Adrien avait été amené par un elfe, qui l'avait charmé et sans doute lui avait promis
bien des merveilles. Cet elfe, un adepte de Margnor, avait amené l'adolescent, sous
sa forme elfique, au Temple Azuré, et l'avait laissé enlever la Pierre Féérique. Et cet
acte, commis par un humain, avait pu libérer Margnor et sa malveillance.
Et, à cause de cela, on avait envoyé d'autres membres du Petit Peuple chercher un
sauveur - et Liavus était revenu avec Liliane.

- Combien ont été envoyé pour trouver un héros pour votre Peuple ? demanda
Liliane à Riel, qui semblait connaître bien trop de choses.
- Beaucoup. Et si certains revinrent, ce fût les mains vides. Qui croit encore aux
lutins et aux fées, chez les Hommes, de nos jours ? rétorqua t-il, avec un brin
d'amertume qui fêla sa jolie voix habituellement joyeuse.
- Moi j'y crois, souffla Liliane inutilement.

Riel lui glissa un coup d'oeil reconnaissant.

- Pourquoi était-il si important que je vois Adrien ? demanda Liliane, en repoussant


une mèche de cheveux derrière son oreille ronde.
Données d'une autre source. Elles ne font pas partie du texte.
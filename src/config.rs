use anyhow::{anyhow, Context, Result};
use serde::{Deserialize, Serialize};
use std::path::{Path, PathBuf};

use crate::compositor::CompositingConfig;
use crate::generation::{GenerationConfig, GeneratorProvider};
use crate::logo::{LogoSettings, MAX_LOGO_SIZE_PERCENT, MIN_LOGO_SIZE_PERCENT};
use crate::prompts::BrandStyle;

/// Largest accepted edge padding, percent of image width
const MAX_PADDING_PERCENT: f64 = 25.0;

/// Configuration for brand-batch
#[derive(Debug, Clone, Default, Serialize, Deserialize)]
#[serde(default)]
pub struct Config {
    /// Image generation backend
    pub generation: GenerationConfig,

    /// Logo applied to every generated image
    pub logo: LogoSettings,

    /// Padding and badge used when compositing the logo
    pub compositing: CompositingConfig,

    /// Brand guidelines prepended to prompts
    pub brand: BrandStyle,

    /// Output and logging settings
    pub output: OutputConfig,

    /// HTTP server settings
    pub api: ApiConfig,
}

#[derive(Debug, Clone, Serialize, Deserialize)]
#[serde(default)]
pub struct OutputConfig {
    /// Directory that exported images are written to
    pub base_dir: PathBuf,

    /// Log level used when `RUST_LOG` is not set
    pub log_level: String,

    /// Write `batch_results.json` next to the images
    pub write_results_json: bool,

    /// Also pack the images into `generated-images-{ms}.zip`
    pub write_zip: bool,
}

impl Default for OutputConfig {
    fn default() -> Self {
        Self {
            base_dir: PathBuf::from("./output"),
            log_level: "info".to_string(),
            write_results_json: true,
            write_zip: false,
        }
    }
}

#[derive(Debug, Clone, Serialize, Deserialize)]
#[serde(default)]
pub struct ApiConfig {
    pub host: String,
    pub port: u16,
}

impl Default for ApiConfig {
    fn default() -> Self {
        Self {
            host: "0.0.0.0".to_string(),
            port: 5000,
        }
    }
}

impl Config {
    /// Load configuration from the first readable config file, falling back
    /// to defaults with environment overrides
    pub fn load() -> Result<Self> {
        for path in Self::search_paths() {
            if !path.is_file() {
                continue;
            }
            match Self::load_from(&path) {
                Ok(config) => return Ok(config),
                Err(e) => tracing::warn!("Failed to load config file {}: {:#}", path.display(), e),
            }
        }

        Self::from_env()
    }

    /// Load configuration from an explicit file; environment variables still
    /// take precedence over values in the file
    pub fn load_from(path: impl AsRef<Path>) -> Result<Self> {
        let path = path.as_ref();
        let config_str = std::fs::read_to_string(path)
            .with_context(|| format!("Failed to read config file {}", path.display()))?;
        let mut config: Config = toml::from_str(&config_str)
            .with_context(|| format!("Failed to parse config file {}", path.display()))?;

        config.apply_env(|key| std::env::var(key).ok());
        tracing::info!("📄 Loaded configuration from: {}", path.display());
        Ok(config)
    }

    /// Default configuration with environment overrides
    pub fn from_env() -> Result<Self> {
        let mut config = Self::default();
        config.apply_env(|key| std::env::var(key).ok());
        Ok(config)
    }

    fn search_paths() -> Vec<PathBuf> {
        let mut paths = vec![
            PathBuf::from("brand-batch.toml"),
            PathBuf::from("config/brand-batch.toml"),
        ];
        if let Ok(home) = std::env::var("HOME") {
            paths.push(Path::new(&home).join(".config/brand-batch/config.toml"));
        }
        paths
    }

    /// Override settings from `BRAND_BATCH_*` variables
    fn apply_env<F>(&mut self, lookup: F)
    where
        F: Fn(&str) -> Option<String>,
    {
        if let Some(provider) = lookup("BRAND_BATCH_PROVIDER") {
            match provider.to_lowercase().as_str() {
                "gemini" => self.generation.provider = GeneratorProvider::Gemini,
                "http" | "proxy" => self.generation.provider = GeneratorProvider::Http,
                other => tracing::warn!("Unknown BRAND_BATCH_PROVIDER '{}', keeping {:?}", other, self.generation.provider),
            }
        }

        if let Some(endpoint) = lookup("BRAND_BATCH_ENDPOINT") {
            self.generation.endpoint = Some(endpoint);
        }

        if let Some(api_key) = lookup("BRAND_BATCH_API_KEY").or_else(|| lookup("GEMINI_API_KEY")) {
            self.generation.api_key = Some(api_key);
        }

        if let Some(model) = lookup("BRAND_BATCH_MODEL") {
            self.generation.model = model;
        }

        if let Some(output_dir) = lookup("BRAND_BATCH_OUTPUT_DIR") {
            self.output.base_dir = PathBuf::from(output_dir);
        }

        if let Some(log_level) = lookup("BRAND_BATCH_LOG_LEVEL") {
            self.output.log_level = log_level;
        }
    }

    /// Save configuration to file
    pub fn save(&self, path: impl AsRef<Path>) -> Result<()> {
        let path = path.as_ref();
        let config_str = toml::to_string_pretty(self)?;
        std::fs::write(path, config_str)
            .with_context(|| format!("Failed to write config file {}", path.display()))?;
        tracing::info!("💾 Configuration saved to: {}", path.display());
        Ok(())
    }

    /// Validate configuration
    pub fn validate(&self) -> Result<()> {
        let generation = &self.generation;

        if generation.timeout_seconds == 0 {
            return Err(anyhow!("generation.timeout_seconds must be greater than 0"));
        }

        if generation.model.trim().is_empty() && generation.provider == GeneratorProvider::Gemini {
            return Err(anyhow!("generation.model is required for the Gemini provider"));
        }

        match generation.provider {
            GeneratorProvider::Gemini => {
                if generation.api_key.as_deref().map_or(true, |k| k.trim().is_empty()) {
                    return Err(anyhow!("API key required for the Gemini provider"));
                }
            }
            GeneratorProvider::Http => {
                if generation.endpoint.is_none() {
                    return Err(anyhow!("Endpoint required for the HTTP provider"));
                }
            }
        }

        if let Some(endpoint) = &generation.endpoint {
            let parsed = url::Url::parse(endpoint)
                .with_context(|| format!("Invalid generation endpoint '{}'", endpoint))?;
            if !matches!(parsed.scheme(), "http" | "https") {
                return Err(anyhow!("Generation endpoint must be http or https, got '{}'", parsed.scheme()));
            }
        }

        if !(MIN_LOGO_SIZE_PERCENT..=MAX_LOGO_SIZE_PERCENT).contains(&self.logo.size) {
            return Err(anyhow!(
                "logo.size must be between {} and {}",
                MIN_LOGO_SIZE_PERCENT,
                MAX_LOGO_SIZE_PERCENT
            ));
        }

        if !(0.0..=100.0).contains(&self.logo.opacity) {
            return Err(anyhow!("logo.opacity must be between 0 and 100"));
        }

        if !(0.0..=MAX_PADDING_PERCENT).contains(&self.compositing.padding_percent) {
            return Err(anyhow!("compositing.padding_percent must be between 0 and {}", MAX_PADDING_PERCENT));
        }

        if let Some(badge) = &self.compositing.badge {
            if badge.padding < 0.0 || badge.corner_radius < 0.0 {
                return Err(anyhow!("badge padding and corner radius must not be negative"));
            }
        }

        if self.api.port == 0 {
            return Err(anyhow!("api.port must be greater than 0"));
        }

        tracing::info!("✅ Configuration validation passed");
        Ok(())
    }

    /// Get runtime configuration summary
    pub fn summary(&self) -> String {
        format!(
            "Brand Batch Configuration:\n\
            - Provider: {:?}\n\
            - Model: {}\n\
            - Endpoint: {}\n\
            - Logo: {}\n\
            - Logo Placement: {} at {}% width, {}% opacity\n\
            - Badge Enabled: {}\n\
            - Brand: {}\n\
            - Output Directory: {}\n\
            - ZIP Archive: {}",
            self.generation.provider,
            self.generation.model,
            self.generation.endpoint.as_deref().unwrap_or(match self.generation.provider {
                GeneratorProvider::Gemini => "(public API)",
                GeneratorProvider::Http => "(none)",
            }),
            if self.logo.is_enabled() { "configured" } else { "none" },
            self.logo.position,
            self.logo.size,
            self.logo.opacity,
            self.compositing.badge.is_some(),
            if self.brand.brand_name.is_empty() { "(none)" } else { self.brand.brand_name.as_str() },
            self.output.base_dir.display(),
            self.output.write_zip,
        )
    }
}

/// Configuration builder for programmatic config creation
pub struct ConfigBuilder {
    config: Config,
}

impl ConfigBuilder {
    pub fn new() -> Self {
        Self {
            config: Config::default(),
        }
    }

    pub fn with_provider(mut self, provider: GeneratorProvider) -> Self {
        self.config.generation.provider = provider;
        self
    }

    pub fn with_endpoint(mut self, endpoint: impl Into<String>) -> Self {
        self.config.generation.endpoint = Some(endpoint.into());
        self
    }

    pub fn with_api_key(mut self, api_key: impl Into<String>) -> Self {
        self.config.generation.api_key = Some(api_key.into());
        self
    }

    pub fn with_output_dir(mut self, dir: PathBuf) -> Self {
        self.config.output.base_dir = dir;
        self
    }

    pub fn with_logo(mut self, logo: LogoSettings) -> Self {
        self.config.logo = logo;
        self
    }

    pub fn with_brand(mut self, brand: BrandStyle) -> Self {
        self.config.brand = brand;
        self
    }

    pub fn with_compositing(mut self, compositing: CompositingConfig) -> Self {
        self.config.compositing = compositing;
        self
    }

    pub fn with_port(mut self, port: u16) -> Self {
        self.config.api.port = port;
        self
    }

    pub fn build(self) -> Config {
        self.config
    }
}

impl Default for ConfigBuilder {
    fn default() -> Self {
        Self::new()
    }
}
//! Path decomposition: the pure half of every handle operation.
//!
//! `PathInfo` splits a path string into location (parent directory), base
//! name, and the base name's stem and extension. Nothing here touches the
//! filesystem and nothing here fails; missing components are empty strings.
//!
//! All functions take the separator explicitly. Handles pass the one from
//! their `FsConfig`, so a single configurable separator is the only
//! platform abstraction.

/// Decomposed form of a path string.
///
/// Invariant: `compose(location, basename, sep) == normalize(path, sep)`.
#[derive(Debug, Clone, PartialEq, Eq, Hash, Default)]
pub struct PathInfo {
    /// Parent directory, `""` when the path has no separator.
    pub location: String,
    /// Final component, stem and extension included.
    pub basename: String,
    /// `basename` up to (not including) its final `.`.
    pub name: String,
    /// `basename` after its final `.`, `""` when there is none.
    pub extension: String,
}

impl PathInfo {
    /// Decompose `path` using `sep` as the separator.
    pub fn decompose(path: &str, sep: char) -> Self {
        let normalized = normalize(path, sep);

        let (location, basename) = match normalized.rfind(sep) {
            // The root itself: no parent, and it is its own name.
            Some(0) if normalized.len() == sep.len_utf8() => (String::new(), normalized.clone()),
            Some(0) => (
                sep.to_string(),
                normalized[sep.len_utf8()..].to_string(),
            ),
            Some(pos) => (
                normalized[..pos].to_string(),
                normalized[pos + sep.len_utf8()..].to_string(),
            ),
            None => (String::new(), normalized.clone()),
        };

        let (name, extension) = split_extension(&basename);

        Self {
            location,
            name: name.to_string(),
            extension: extension.to_string(),
            basename,
        }
    }

    /// Rebuild the normalized path from `location` and `basename`.
    pub fn path(&self, sep: char) -> String {
        compose(&self.location, &self.basename, sep)
    }
}

/// Join a location and a name with a single separator.
///
/// An empty location yields `name` unchanged; a location that already ends
/// in `sep` (the root) does not get a second one.
pub fn compose(location: &str, name: &str, sep: char) -> String {
    if location.is_empty() {
        name.to_string()
    } else if location.ends_with(sep) {
        format!("{}{}", location, name)
    } else {
        format!("{}{}{}", location, sep, name)
    }
}

/// Collapse repeated separators and drop a trailing one (except on the root).
pub fn normalize(path: &str, sep: char) -> String {
    let mut out = String::with_capacity(path.len());
    let mut prev_sep = false;
    for c in path.chars() {
        if c == sep {
            if !prev_sep {
                out.push(c);
            }
            prev_sep = true;
        } else {
            out.push(c);
            prev_sep = false;
        }
    }
    if out.len() > sep.len_utf8() && out.ends_with(sep) {
        out.pop();
    }
    out
}

/// Split a base name on its final `.`.
///
/// `"x.tar.gz"` gives `("x.tar", "gz")`, `".bashrc"` gives `("", "bashrc")`.
fn split_extension(basename: &str) -> (&str, &str) {
    match basename.rfind('.') {
        Some(pos) => (&basename[..pos], &basename[pos + 1..]),
        None => (basename, ""),
    }
}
Les yeux et les oreilles ne pouvaient être camouflés. Elle voyait à présent, dans la
tignasse hirsute, le bout rond des oreilles d'Adrien. Elle aurait du le remarquer dès le
départ, mais il était si débraillé qu'elle n'avait rien vu. Ses yeux également étaient
trop clairs, trop ... humains, en fait. Il avait sans doute préféré se cacher des autres
membres du Petit Peuple, car tout le monde aurait reconnu là un humain venu du
monde des Hommes.

- Pour que tu vois que lui aussi est en train d'engranger du pouvoir. Parce qu'il est
ici, et qu'il croit. Certes, c'est la peur plutôt que la réelle foi qui pousse son
organisme à épanouir sa magie, mais voilà le constat : chaque humain possède en
lui cette étincelle de magie qui vient de votre monde. Hélas, parfois, elle s'éteint
faute de connexion avec notre monde. Que vous puissiez voir notre Royaume, nous
parler, nous découvrir, tout cela attise cette petite braise en vous. N'aie crainte,
Liliane : ta magie sera puissante, car elle est ton héritage, autant que les contes et
les légendes que te racontait Isabelle.

Liliane se serra les mains l'une contre l'autre. Rencontrer quelqu'un qui avait connu
sa grand-mère, alors qu'elle était elle-même d'âge avancé, relevait presque du rêve.
L'émotion lui prenait le coeur, embuait ses yeux. Elle se rappelait les mille et une
petite choses que sa grand-mère et elle faisaient, quand elle était petite. Mettre des
coupes de lait frais pour les elfes et les lutins, près des fenêtres. Prendre garde à ne
jamais abîmer pruniers, sorbiers ou noisettiers car ils étaient fait d'un bois magique
qu'utilisaient le Petit Peuple. Sortir en pleine nuit - au grand dam des parents de
Liliane, à cette époque là ! - pour observer les lucioles, et les ombres ; Isabelle disait
toujours que c'était là la lisière des deux mondes, et que peut-être ces mêmes
ombres étaient-elles des elfes en maraude ?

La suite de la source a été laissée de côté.